VP Walker, a former US Marine, and Delaney, an out lesbian ex-marine, served together in Kuwait during Desert Storm and fight off the rebels. One of the reporters is injured while running and tries to hide, but is caught and murdered by Armstrong. Walker is eventually caught, with orders from Armstrong to capture him alive because he plans to hold him for ransom. Before the catastrophe, Delaney and journalist Sharon Serrano had a tension-filled collaboration, and it now fell to them to infiltrate the rebel camp and save Walker. They are also captured after a gunfight. Armstrong orders that Delaney be put to death, but en route to the destination she is able to jump out of the jeep and escapes from her captors.
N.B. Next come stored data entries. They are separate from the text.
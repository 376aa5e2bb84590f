use anyhow::{Context, Result};
use reqwest::Client;

use crate::models::Article;

/// The remote operations the sync controller needs. The HTTP gateway is the
/// only production implementation; tests substitute an in-memory recorder.
#[allow(async_fn_in_trait)]
pub trait ArticleService {
    /// Fetch the full article list. `None` means the service answered with
    /// no usable list payload, which the caller treats as an empty list.
    async fn fetch_all(&self) -> Result<Option<Vec<Article>>>;
    async fn create(&self, title: &str) -> Result<()>;
    async fn mark_done(&self, id: &str) -> Result<()>;
    async fn undo(&self, id: &str) -> Result<()>;
    async fn delete(&self, id: &str) -> Result<()>;
}

/// HTTP gateway to the article service. The base address is injected; the
/// service's storage, id assignment, and business rules stay opaque.
pub struct ApiClient {
    client: Client,
    base_url: String,
}

impl ApiClient {
    pub fn new(base_url: impl Into<String>) -> Self {
        Self {
            client: Client::new(),
            base_url: base_url.into(),
        }
    }

    fn list_url(&self) -> String {
        format!("{}/api/v1/articles", self.base_url)
    }

    // The deployed service really routes this without a separator between
    // the collection path and the id. Do not "fix" the missing slash here
    // without migrating the server route first.
    fn done_url(&self, id: &str) -> String {
        format!("{}/api/v1/articles{}", self.base_url, id)
    }

    fn undo_url(&self, id: &str) -> String {
        format!("{}/api/undoTask/{}", self.base_url, id)
    }

    fn delete_url(&self, id: &str) -> String {
        format!("{}/api/v1/articles/{}", self.base_url, id)
    }
}

impl ArticleService for ApiClient {
    async fn fetch_all(&self) -> Result<Option<Vec<Article>>> {
        log::debug!("GET {}", self.list_url());
        let response = self
            .client
            .get(self.list_url())
            .send()
            .await
            .context("Failed to fetch article list")?;

        let body = response
            .text()
            .await
            .context("Failed to read article list response")?;

        Ok(parse_list_body(&body))
    }

    async fn create(&self, title: &str) -> Result<()> {
        log::debug!("POST {} task={}", self.list_url(), title);
        self.client
            .post(self.list_url())
            .form(&[("task", title)])
            .send()
            .await
            .context("Failed to create article")?;
        Ok(())
    }

    async fn mark_done(&self, id: &str) -> Result<()> {
        log::debug!("PUT {}", self.done_url(id));
        self.client
            .put(self.done_url(id))
            .header(reqwest::header::CONTENT_TYPE, "application/x-www-form-urlencoded")
            .send()
            .await
            .context("Failed to mark article done")?;
        Ok(())
    }

    async fn undo(&self, id: &str) -> Result<()> {
        log::debug!("PUT {}", self.undo_url(id));
        self.client
            .put(self.undo_url(id))
            .header(reqwest::header::CONTENT_TYPE, "application/x-www-form-urlencoded")
            .send()
            .await
            .context("Failed to undo article")?;
        Ok(())
    }

    async fn delete(&self, id: &str) -> Result<()> {
        log::debug!("DELETE {}", self.delete_url(id));
        self.client
            .delete(self.delete_url(id))
            .header(reqwest::header::CONTENT_TYPE, "application/x-www-form-urlencoded")
            .send()
            .await
            .context("Failed to delete article")?;
        Ok(())
    }
}

/// Pull the article array out of a `{ "articles": [...] }` envelope. An
/// empty, malformed, or keyless body is not an error, just an absent list.
fn parse_list_body(body: &str) -> Option<Vec<Article>> {
    use serde::Deserialize;

    #[derive(Deserialize)]
    struct ListEnvelope {
        #[serde(default)]
        articles: Option<Vec<Article>>,
    }

    if body.trim().is_empty() {
        return None;
    }

    match serde_json::from_str::<ListEnvelope>(body) {
        Ok(envelope) => envelope.articles,
        Err(err) => {
            log::warn!("Unparseable article list payload: {}", err);
            None
        }
    }
}

#[cfg(test)]
mod tests {
    use super::*;

    fn client() -> ApiClient {
        ApiClient::new("http://localhost:5000")
    }

    #[test]
    fn list_and_delete_paths_are_slash_separated() {
        assert_eq!(client().list_url(), "http://localhost:5000/api/v1/articles");
        assert_eq!(
            client().delete_url("42"),
            "http://localhost:5000/api/v1/articles/42"
        );
        assert_eq!(
            client().undo_url("42"),
            "http://localhost:5000/api/undoTask/42"
        );
    }

    #[test]
    fn done_path_concatenates_id_without_separator() {
        // Wire-compat quirk, see done_url.
        assert_eq!(
            client().done_url("42"),
            "http://localhost:5000/api/v1/articles42"
        );
    }

    #[test]
    fn list_envelope_parses_in_order() {
        let body = r#"{"articles":[
            {"id":"1","title":"buy milk","status":false},
            {"id":"2","title":"write report","status":true}
        ]}"#;
        let articles = parse_list_body(body).unwrap();
        assert_eq!(articles.len(), 2);
        assert_eq!(articles[0].title, "buy milk");
        assert!(articles[1].status);
    }

    #[test]
    fn empty_null_or_malformed_bodies_are_absent_lists() {
        assert_eq!(parse_list_body(""), None);
        assert_eq!(parse_list_body("   "), None);
        assert_eq!(parse_list_body("null"), None);
        assert_eq!(parse_list_body("{}"), None);
        assert_eq!(parse_list_body(r#"{"articles":null}"#), None);
        assert_eq!(parse_list_body("<html>502</html>"), None);
    }

    #[test]
    fn empty_article_array_is_present_but_empty() {
        assert_eq!(parse_list_body(r#"{"articles":[]}"#), Some(vec![]));
    }
}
She then sets out to rescue Walker and Sharon. Delaney sneaks into the guerrilla camp under cover of darkness and grabs weapons and explosives, placing landmine devices in strategic locations. The explosives create havoc in the camp, while she shoots and kills rebels from a distance.

Armstrong has arranged a buyer for VP Walker, flees the camp with him and Sharon, and heads to a boat anchored in the nearby river. Delaney, however, was lying in wait for Armstrong to arrive and when his henchman boards the boat the two engage in hand-to-hand combat. While heading towards the boat on a raft, Walker attacks Armstrong, they fall into the water, Sharon joins the fight, and Armstrong is drowned. Delaney kills the henchman with a speargun. Armstrong, though, had not drowned and as he rises from the water Delaney shoots him dead. Navy search and rescue helicopters spot the three, and Delaney and Sharon kiss passionately while Walker, who had earlier encouraged Delaney to "go for it" regarding Sharon, smiles.

In return for the VP's rescue and the cooperation of some of the rebel forces, the United States offers aid to San Pietro on condition that they agree to hold democratic elections.

==Cast==

- Mariel Hemingway as Sergeant Major Lynn Delaney
- David Keith as Vice President Walker
- David Millbern as Armstrong
- Jill Bennett as Sharon Serrano

==Production==
Filming took place over 12 days in various New Zealand locations, and 2 days in Vancouver, Canada.

Brian Trenchard-Smith had previously directed a gay-theme action film, Tides of War. He described In Her Line of Fire as:

A Lesbian Rambo movie ... a homage to 80's gun porn, starring Mariel Hemingway as the Vice President's sapphic secret service chief. This future Vice President, played by David Keith, in a utopian Washington where universal health care is passed by unanimous vote, actively encourages the seduction of one lesbian by another. "You're a marine. Go for it." ... The concept of a gay hero/heroine in the Harrison Ford role was the point.

In Her Line of Fire was produced for Here! Films as a feature-length movie for the Here TV premium network, and was marketed to a lesbian audience. The film poster included the tagline: "Behind enemy lines, No man can stop her. Only one woman can touch her."

==Critical reception==
In his review for Variety, Dennis Harvey said the film was "passable action trash" and a "silly but serviceable" actioner, but described the performance by Mariel Hemingway as "a credible Sapphic Stallone".

== Box office ==
With a $1.3 million budget, it grossed $884K in its limited release.

==Home media==
The film was released on DVD in Region 1 on January 16, 2007.